I went to work on Wednesday thinking I only had one appointment. Who was I kidding? The plastic surgeon's office called and wanted me to be fit into Dr. K's schedule. Dr. K who would soon learn is a fantastic surgeon was going on a mission trip to repair cleft pallets and lips in Peru for a week. I felt really good about that because it gave me some more time to think about all of my options.
Sam picked up me from work; I
The options the breast surgeon Dr. DJ gave me where 1) lumpectomy with radiation; meaning removing the tumor and a little more healthy tissue followed by 5-6 weeks of radiation treatment 2) single mastectomy; the removal of the cancerous breast 3) bilateral (double) mastectomy; removal of both breasts. With both options 2 and 3 there is an option to reconstruct the breasts.
The options were overwhelming at best, but very informative. In order to reconstruct a breast Dr. K would implant a tissue expander underneath the chest muscle. He then would inject the expander with saline once a week until I reach my desired fullness. After the breast reached the size I chose, Dr. K would then implant a soft implant. After healing the nipple would be constructed and finally later in the office Dr. K would tattoo on the aereola.

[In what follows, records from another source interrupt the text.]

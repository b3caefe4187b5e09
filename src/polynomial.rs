use nalgebra::{DMatrix, DVector};
use crate::error::{Result, TraceError};

/// A polynomial `c[0] + c[1]·x + ... + c[n]·x^n` stored low-to-high degree.
#[derive(Debug, Clone, PartialEq)]
pub struct Polynomial {
    coefficients: Vec<f64>,
}

impl Polynomial {
    /// Creates a polynomial from coefficients ordered from the constant term up.
    ///
    /// An empty coefficient list is the zero polynomial.
    pub fn new(coefficients: Vec<f64>) -> Self {
        let coefficients = if coefficients.is_empty() { vec![0.0] } else { coefficients };
        Self { coefficients }
    }

    /// Coefficient `i` multiplies `x^i`.
    pub fn coefficients(&self) -> &[f64] {
        &self.coefficients
    }

    /// Number of coefficients minus one.
    pub fn degree(&self) -> usize {
        self.coefficients.len() - 1
    }

    /// Evaluates the polynomial at `x` (Horner's scheme).
    pub fn value(&self, x: f64) -> f64 {
        self.coefficients.iter().rev().fold(0.0, |acc, &c| acc * x + c)
    }

    /// Returns the first derivative as a new polynomial.
    pub fn derivative(&self) -> Polynomial {
        if self.coefficients.len() == 1 {
            return Polynomial::new(vec![0.0]);
        }
        Polynomial::new(
            self.coefficients
                .iter()
                .enumerate()
                .skip(1)
                .map(|(i, &c)| c * i as f64)
                .collect(),
        )
    }
}

/// Builds the Vandermonde matrix `M[row][col] = xs[row]^col` with `columns` columns.
fn vandermonde(xs: &[f64], columns: usize) -> DMatrix<f64> {
    let mut matrix = DMatrix::<f64>::zeros(xs.len(), columns);
    for (i, &x) in xs.iter().enumerate() {
        for j in 0..columns {
            matrix[(i, j)] = x.powi(j as i32);
        }
    }
    matrix
}

/// Number of distinct values in `xs`.
fn distinct_count(xs: &[f64]) -> usize {
    let mut sorted = xs.to_vec();
    sorted.sort_by(|a, b| a.total_cmp(b));
    sorted.dedup();
    sorted.len()
}

/// Solves the square system `a · c = b` by LU decomposition.
fn solve(a: DMatrix<f64>, b: DVector<f64>, what: &str) -> Result<Vec<f64>> {
    a.lu()
        .solve(&b)
        .map(|c| c.iter().copied().collect())
        .ok_or_else(|| TraceError::SingularSystem(format!("Failed to solve {}", what)))
}

/// Least squares fit of a degree `degree` polynomial through all `(xs, ys)`.
///
/// Forms the normal equations `AᵗA·c = Aᵗy` with `A[row][col] = xs[row]^col`
/// and solves them by LU decomposition.
///
/// # Errors
///
/// * `ShapeMismatch` if `xs` and `ys` differ in length
/// * `InvalidDegree` if `degree >= xs.len()`
/// * `SingularSystem` if the normal matrix cannot be inverted
///   (fewer distinct x values than coefficients)
pub fn fit_least_squares(xs: &[f64], ys: &[f64], degree: usize) -> Result<Polynomial> {
    if xs.len() != ys.len() {
        return Err(TraceError::ShapeMismatch { x_len: xs.len(), y_len: ys.len() });
    }
    if degree >= xs.len() {
        return Err(TraceError::InvalidDegree { degree, samples: xs.len() });
    }
    let distinct = distinct_count(xs);
    if distinct <= degree {
        return Err(TraceError::SingularSystem(format!(
            "degree {} needs {} distinct x values, found {}",
            degree,
            degree + 1,
            distinct
        )));
    }

    let a = vandermonde(xs, degree + 1);
    let at = a.transpose();
    let ata = &at * &a;
    let aty = &at * DVector::from_column_slice(ys);

    let coefficients = solve(ata, aty, "least squares normal equations")?;
    Ok(Polynomial::new(coefficients))
}

/// Evaluates at `at` the unique polynomial of degree `xs.len() - 1` passing
/// exactly through every `(xs[i], ys[i])`.
///
/// The coefficients come from a direct Vandermonde solve, which is adequate for
/// the handful of nodes used by local interpolation.
pub fn interpolate_exact(xs: &[f64], ys: &[f64], at: f64) -> Result<f64> {
    if xs.len() != ys.len() {
        return Err(TraceError::ShapeMismatch { x_len: xs.len(), y_len: ys.len() });
    }
    if xs.is_empty() {
        return Err(TraceError::EmptyTrace);
    }
    if distinct_count(xs) < xs.len() {
        return Err(TraceError::SingularSystem("interpolation nodes share an x value".to_string()));
    }

    let matrix = vandermonde(xs, xs.len());
    let coefficients = solve(matrix, DVector::from_column_slice(ys), "interpolation system")?;
    Ok(Polynomial::new(coefficients).value(at))
}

As Sam and I left we felt very comfortable with him. We went to lunch and my mom called to get an update. I lost it. I cried in the middle of Fudruckers while waiting for my burger. I cried because it's unfair. My whole life crashed down in front of me. Nursing school was on hold, our chances of having another child may not happen, and I will never breastfeed again. It's unfair and I feel like I've been through enough. Not having all of the answers was frustrating, but I dried my tears and hung up the phone.
Sam then drove us to the Virginia Piper Cancer Center to meet with Shanda in genetics. Piper, for short, is a calming tranquil clinic lit with dim light and kind faces. Shanda met with us in a conference room and talked about the science of breast cancer genetics. In short, women have a 1 in 8 chance of developing breast cancer. On my dad's side of the family there are 2 women out of 5 with breast cancer. Nearly half.

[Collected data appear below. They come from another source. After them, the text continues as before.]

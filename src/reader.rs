use std::fs;
use std::path::Path;

use log::debug;

use crate::error::{Result, TraceError};
use crate::trace::Trace;

/// Default characters that mark a comment line
pub const DEFAULT_COMMENT_MARKERS: [char; 3] = ['c', '#', '!'];

/// Configuration for reading a trace from whitespace separated columns.
///
/// Every line is trimmed. Blank lines and lines starting with one of the
/// comment markers are skipped; the rest are split on runs of whitespace and
/// the configured columns become x and y.
#[derive(Debug, Clone)]
pub struct TraceReader {
    /// 0-based column holding x
    pub x_column: usize,
    /// 0-based column holding y
    pub y_column: usize,
    /// First characters that mark a line as a comment
    pub comment_markers: Vec<char>,
}

impl Default for TraceReader {
    fn default() -> Self {
        Self::new()
    }
}

impl TraceReader {
    /// Reader for x in column 0 and y in column 1, skipping `c`, `#` and `!` lines
    pub fn new() -> Self {
        Self {
            x_column: 0,
            y_column: 1,
            comment_markers: DEFAULT_COMMENT_MARKERS.to_vec(),
        }
    }

    /// Sets the columns for x and y
    pub fn with_columns(mut self, x_column: usize, y_column: usize) -> Self {
        self.x_column = x_column;
        self.y_column = y_column;
        self
    }

    /// Replaces the comment markers
    pub fn with_comment_markers(mut self, markers: &[char]) -> Self {
        self.comment_markers = markers.to_vec();
        self
    }

    /// Reads the whole file, then parses it with [`TraceReader::parse`].
    pub fn read_path<P: AsRef<Path>>(&self, path: P) -> Result<Trace> {
        let content = fs::read_to_string(path.as_ref())?;
        debug!("read {} bytes from {}", content.len(), path.as_ref().display());
        self.parse(&content)
    }

    /// Parses a trace from text. Rows keep their order in the source.
    ///
    /// # Errors
    ///
    /// * `MalformedRecord` if a data line lacks a configured column or the
    ///   token is not a number (line numbers are 1-based)
    /// * `EmptyTrace` if no data lines remain
    pub fn parse(&self, content: &str) -> Result<Trace> {
        let mut x = Vec::new();
        let mut y = Vec::new();
        let mut skipped = 0usize;

        for (line_idx, raw) in content.lines().enumerate() {
            let line = raw.trim();
            let first = match line.chars().next() {
                Some(c) => c,
                None => {
                    skipped += 1;
                    continue;
                }
            };
            if self.comment_markers.contains(&first) {
                skipped += 1;
                continue;
            }

            let tokens: Vec<&str> = line.split_whitespace().collect();
            x.push(self.column_value(&tokens, self.x_column, line_idx + 1)?);
            y.push(self.column_value(&tokens, self.y_column, line_idx + 1)?);
        }
        debug!("parsed {} samples, skipped {} lines", x.len(), skipped);

        Trace::new(x, y)
    }

    fn column_value(&self, tokens: &[&str], column: usize, line: usize) -> Result<f64> {
        let token = tokens.get(column).ok_or_else(|| TraceError::MalformedRecord {
            line,
            reason: format!("missing column {} (found {} columns)", column, tokens.len()),
        })?;
        token.parse::<f64>().map_err(|e| TraceError::MalformedRecord {
            line,
            reason: format!("column {} '{}': {}", column, token, e),
        })
    }
}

28 year olds don't get cancer and there has to be a reason why this is happening. Shanda recommended I don the testing for the BRCA gene. This is the breast cancer gene. You can test for 1 or 2. If I were to test positive for BRCA 1 gene, being diagnosed under 30, in the next 10 years I have a nearly 60% chance of reoccurring breast cancer and a 40% chance of developing ovarian cancer.
If not for me I will do the testing for my sister and for my children. I feel it's important for our family to know what they are up against so they may get proper testing. It was a very overwhelming day, but really informative. Sam and I were feeling closer and closer to making a surgical decision on how we would first attack this monster.